Saturday, December 06, 2003
Sunday, December 7, 2003

"Note how often in this century we have been surprised. By the sudden emergence of a people's movement, the sudden overthrow of a tyranny, the sudden coming to life of a flame we thought extinguished. We are surprised because we have not taken notice of the quiet simmerings of indignation, of the first faint sounds of protest, of the scattered signs of resistance that, in the midst of our despair, portend the excitement of change. The isolated acts begin to join, the individual thrusts blend into organized actions, and one day, often when the situation seems most hopeless, there bursts onto the scene a movement.

We are surprised because we don't see that beneath the surface of the present there is always the human material for change: the suppressed indignation, the common sense, the need for community, the love of children, the patience to wait for the right moment to act in concert with others. These are the elements that spring to the surface when a movement appears in history.

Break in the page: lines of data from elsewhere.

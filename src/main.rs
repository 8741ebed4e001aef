#![forbid(unsafe_code)]

use anyhow::Result;
use clap::Parser;
use tracing::Level;
use tracing_subscriber::FmtSubscriber;
use tracing_subscriber::fmt::format::{DefaultFields, Format};

use macros_manager::cli::{self, Args};
use macros_manager::config::{self, Config};

fn subscriber(level: Level) -> FmtSubscriber<DefaultFields, Format, tracing_subscriber::filter::LevelFilter, fn() -> std::io::Stderr> {
    FmtSubscriber::builder()
        .with_max_level(level)
        .with_writer(std::io::stderr as fn() -> std::io::Stderr)
        .finish()
}

#[tokio::main(flavor = "current_thread")]
async fn main() -> Result<()> {
    let args = Args::parse();

    // Config loading logs (default file written, values clamped) before its
    // own log_level is known
    let bootstrap = subscriber(config::resolve_level(config::env_level().as_deref(), "info"));
    let config = tracing::subscriber::with_default(bootstrap, || match &args.config {
        Some(path) => Config::load_from(path),
        None => Config::load(),
    })?;

    tracing::subscriber::set_global_default(subscriber(config.tracing_level()))?;

    cli::run(args, config).await
}
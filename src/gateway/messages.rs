//! Message bodies exchanged with the agent besides profiles and presets

use serde::{Deserialize, Deserializer, Serialize};
use std::collections::BTreeMap;

/// Session bootstrap returned by the agent
#[derive(Serialize, Deserialize, Debug, Clone, Default, PartialEq)]
pub struct InitData {
    /// pid → whether a macro loop is running for it
    #[serde(rename = "runningMacrosState", default, deserialize_with = "null_as_default")]
    pub running_state: BTreeMap<u32, bool>,

    #[serde(rename = "profilesList", default, deserialize_with = "null_as_default")]
    pub profiles_list: Vec<String>,

    /// pid → game window title
    #[serde(rename = "PidsData", default, deserialize_with = "null_as_default")]
    pub pids_data: BTreeMap<u32, String>,
}

impl InitData {
    pub fn is_running(&self, pid: u32) -> bool {
        self.running_state.get(&pid).copied().unwrap_or(false)
    }
}

/// Body of start/stop/pause requests
#[derive(Serialize, Deserialize, Debug, Clone, Copy, PartialEq, Eq)]
pub struct PidBody {
    pub pid: u32,
}

/// Go encodes nil maps and slices as `null`
fn null_as_default<'de, D, T>(deserializer: D) -> Result<T, D::Error>
where
    D: Deserializer<'de>,
    T: Default + Deserialize<'de>,
{
    Ok(Option::<T>::deserialize(deserializer)?.unwrap_or_default())
}
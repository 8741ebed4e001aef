//! Action slots: one positional row of a macro set

use serde::de::IgnoredAny;
use serde::{Deserialize, Serialize};
use serde_json::Value;
use std::fmt;
use std::str::FromStr;

use super::condition::{ConditionRule, ConditionSet};
use super::key::KeyCombo;
use crate::error::ValidationError;

/// Action the agent performs when a slot fires
#[derive(Debug, Clone, Copy, PartialEq, Eq, Hash)]
pub enum ActionVerb {
    AssistPartyMember,
    Assist,
    Attack,
    Target,
    TargetNext,
    Delay,
    Press,
    Pickup,
    AiTargetNext,
    Stop,
    Unstuck,
    UseSkill,
}

impl ActionVerb {
    pub const ALL: [ActionVerb; 12] = [
        ActionVerb::AssistPartyMember,
        ActionVerb::Assist,
        ActionVerb::Attack,
        ActionVerb::Target,
        ActionVerb::TargetNext,
        ActionVerb::Delay,
        ActionVerb::Press,
        ActionVerb::Pickup,
        ActionVerb::AiTargetNext,
        ActionVerb::Stop,
        ActionVerb::Unstuck,
        ActionVerb::UseSkill,
    ];

    pub fn as_str(&self) -> &'static str {
        match self {
            ActionVerb::AssistPartyMember => "/assistpartymember",
            ActionVerb::Assist => "/assist",
            ActionVerb::Attack => "/attack",
            ActionVerb::Target => "/target",
            ActionVerb::TargetNext => "/targetnext",
            ActionVerb::Delay => "/delay",
            ActionVerb::Press => "/press",
            ActionVerb::Pickup => "/pickup",
            ActionVerb::AiTargetNext => "/aitargetnext",
            ActionVerb::Stop => "/stop",
            ActionVerb::Unstuck => "/unstuck",
            ActionVerb::UseSkill => "/useskill",
        }
    }
}

impl FromStr for ActionVerb {
    type Err = ValidationError;

    fn from_str(s: &str) -> Result<Self, Self::Err> {
        let wanted = s.trim();
        let wanted = wanted.strip_prefix('/').unwrap_or(wanted);
        ActionVerb::ALL
            .into_iter()
            .find(|verb| verb.as_str()[1..].eq_ignore_ascii_case(wanted))
            .ok_or_else(|| ValidationError::UnknownAction(s.to_string()))
    }
}

impl fmt::Display for ActionVerb {
    fn fmt(&self, f: &mut fmt::Formatter<'_>) -> fmt::Result {
        f.write_str(self.as_str())
    }
}

/// Parse user-typed delay/period text. Blank means unset (`0`).
pub fn parse_millis(text: &str) -> Result<u64, ValidationError> {
    let trimmed = text.trim();
    if trimmed.is_empty() {
        return Ok(0);
    }
    trimmed
        .parse::<u64>()
        .map_err(|_| ValidationError::InvalidMillis(text.to_string()))
}

/// Wire shape of one slot
///
/// Decoding never rejects a slot on content: conditions stay raw JSON and
/// scalar fields take whatever the store holds. [`ActionSlot::from_wire`]
/// validates. Capitalized aliases accept documents written by the Go server.
#[derive(Debug, Clone, Default, PartialEq, Serialize, Deserialize)]
pub struct ActionSlotWire {
    #[serde(default, alias = "Action", deserialize_with = "deserialize_text")]
    pub action: String,
    #[serde(default, alias = "Binding", deserialize_with = "deserialize_text")]
    pub binding: String,
    #[serde(default, deserialize_with = "deserialize_millis")]
    pub delay_milliseconds: u64,
    #[serde(default, deserialize_with = "deserialize_millis")]
    pub period_milliseconds: u64,
    #[serde(default, alias = "Additional", deserialize_with = "deserialize_text")]
    pub additional: String,
    #[serde(default, alias = "Conditions", deserialize_with = "deserialize_rules")]
    pub conditions: Vec<Value>,
    #[serde(default, deserialize_with = "deserialize_text")]
    pub conditions_combinator: String,
}

/// Any JSON number; `null` (a browser's NaN), negatives and junk read as unset
fn deserialize_millis<'de, D>(deserializer: D) -> Result<u64, D::Error>
where
    D: serde::Deserializer<'de>,
{
    #[derive(Deserialize)]
    #[serde(untagged)]
    enum RawMillis {
        Whole(u64),
        Fraction(f64),
        Text(String),
        Other(IgnoredAny),
    }

    let fraction = |n: f64| if n.is_finite() && n >= 0.0 { n.trunc() as u64 } else { 0 };
    Ok(match RawMillis::deserialize(deserializer)? {
        RawMillis::Whole(n) => n,
        RawMillis::Fraction(n) => fraction(n),
        RawMillis::Text(s) => s.trim().parse::<f64>().map(fraction).unwrap_or(0),
        RawMillis::Other(_) => 0,
    })
}

/// Strings as-is, `null` as empty, other scalars in their JSON text form
fn deserialize_text<'de, D>(deserializer: D) -> Result<String, D::Error>
where
    D: serde::Deserializer<'de>,
{
    Ok(match Value::deserialize(deserializer)? {
        Value::String(s) => s,
        Value::Null => String::new(),
        other => other.to_string(),
    })
}

/// `null` reads as no conditions (Go writes nil slices that way); a lone
/// object is kept so validation can report it
fn deserialize_rules<'de, D>(deserializer: D) -> Result<Vec<Value>, D::Error>
where
    D: serde::Deserializer<'de>,
{
    Ok(match Value::deserialize(deserializer)? {
        Value::Array(items) => items,
        Value::Null => Vec::new(),
        other => vec![other],
    })
}

/// One row of a preset: what to press, when, and under which condition
#[derive(Debug, Clone, Default, PartialEq)]
pub struct ActionSlot {
    pub action: Option<ActionVerb>,
    pub binding: KeyCombo,
    /// Milliseconds, `0` when unset
    pub delay_ms: u64,
    /// Milliseconds, `0` when unset
    pub period_ms: u64,
    pub additional: String,
    pub condition: ConditionSet,
}

impl ActionSlot {
    pub fn is_blank(&self) -> bool {
        *self == Self::default()
    }

    pub fn from_wire(wire: &ActionSlotWire) -> Result<Self, ValidationError> {
        let action = match wire.action.trim() {
            "" => None,
            verb => Some(verb.parse()?),
        };
        let rules = wire
            .conditions
            .iter()
            .map(ConditionRule::from_json)
            .collect::<Result<Vec<_>, _>>()?;
        Ok(Self {
            action,
            binding: wire.binding.parse()?,
            delay_ms: wire.delay_milliseconds,
            period_ms: wire.period_milliseconds,
            additional: wire.additional.clone(),
            condition: ConditionSet::from_parts(&rules, &wire.conditions_combinator)?,
        })
    }

    pub fn to_wire(&self) -> ActionSlotWire {
        let (conditions, conditions_combinator) = self.condition.to_parts();
        ActionSlotWire {
            action: self.action.map(|verb| verb.as_str().to_string()).unwrap_or_default(),
            binding: self.binding.to_string(),
            delay_milliseconds: self.delay_ms,
            period_milliseconds: self.period_ms,
            additional: self.additional.clone(),
            conditions: conditions.iter().map(ConditionRule::to_json).collect(),
            conditions_combinator,
        }
    }
}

People are practical. They want change but feel powerless, alone, do not want to be the blade of grass that sticks up above the others and is cut down. They wait for a signal from someone else who will make the first move, or the second. And at certain times in history, there are intrepid people who take the risk that if they make that first move others will follow quickly enough to prevent their being cut down. And if we understand this, we might make that first move." - Howard Zinn, "You Can't Be Neutral on a Moving Train"

Two nights ago I saw Simon and Garfunkel at Madison Square Garden. I sat directly behind Caroline Kennedy, as luck would have it. The whole evening made me think of the excitement of the sixties. "A time of innocence, a time of confidence." "All come to look for America." "Where have you gone Joe DiMaggio, a nation turns its lonely eyes to you..." These old songs, now 30 years old or older, came back to life and reminded everyone, in the most powerful way, of the forgotten hopes and dreams of the 40-somethings and 50-somethings and 60-somethings in the crowd, and even the teenagers that were there too. You could feel in the energy in the Garden that this is what people want. People want a new dream. People want a new world. They are hungry for it. They are so beaten down by the mindless consumersm of this world, and by the hatred and violence un-met by a larger vision. They are so beaten down by watching nothing change, decade after decade. They are so beaten down by excuses and practicality in the face of problems that require the opposite of reason and practicality.

It is not yet time. But it will be. One day, it will be. Victor Hugo said that, "nothing is as powerful as an idea whose time has come." It's time has not yet come. But when it does, nothing will be able to stop it. I thought the Howard Zinn passage summed up my own reasons for hope - more than that, they helped explain to me why I have hope, because I often, intellectually, cannot explain to myself why I have any, yet the feeling is always there - hope - and I have a strange confidence about it. Somehwere on a spiritual level, I have a knowing that this world we live in will one day blossom into something much more beautiful than we can imagine. I just don't know when, or how. And that is OK. We will know it when it comes. And we will be swept into action without even having to think about it. All the frustration we feel now will be gone, and we will ask ourselves how we could ever have doubted that our time would come.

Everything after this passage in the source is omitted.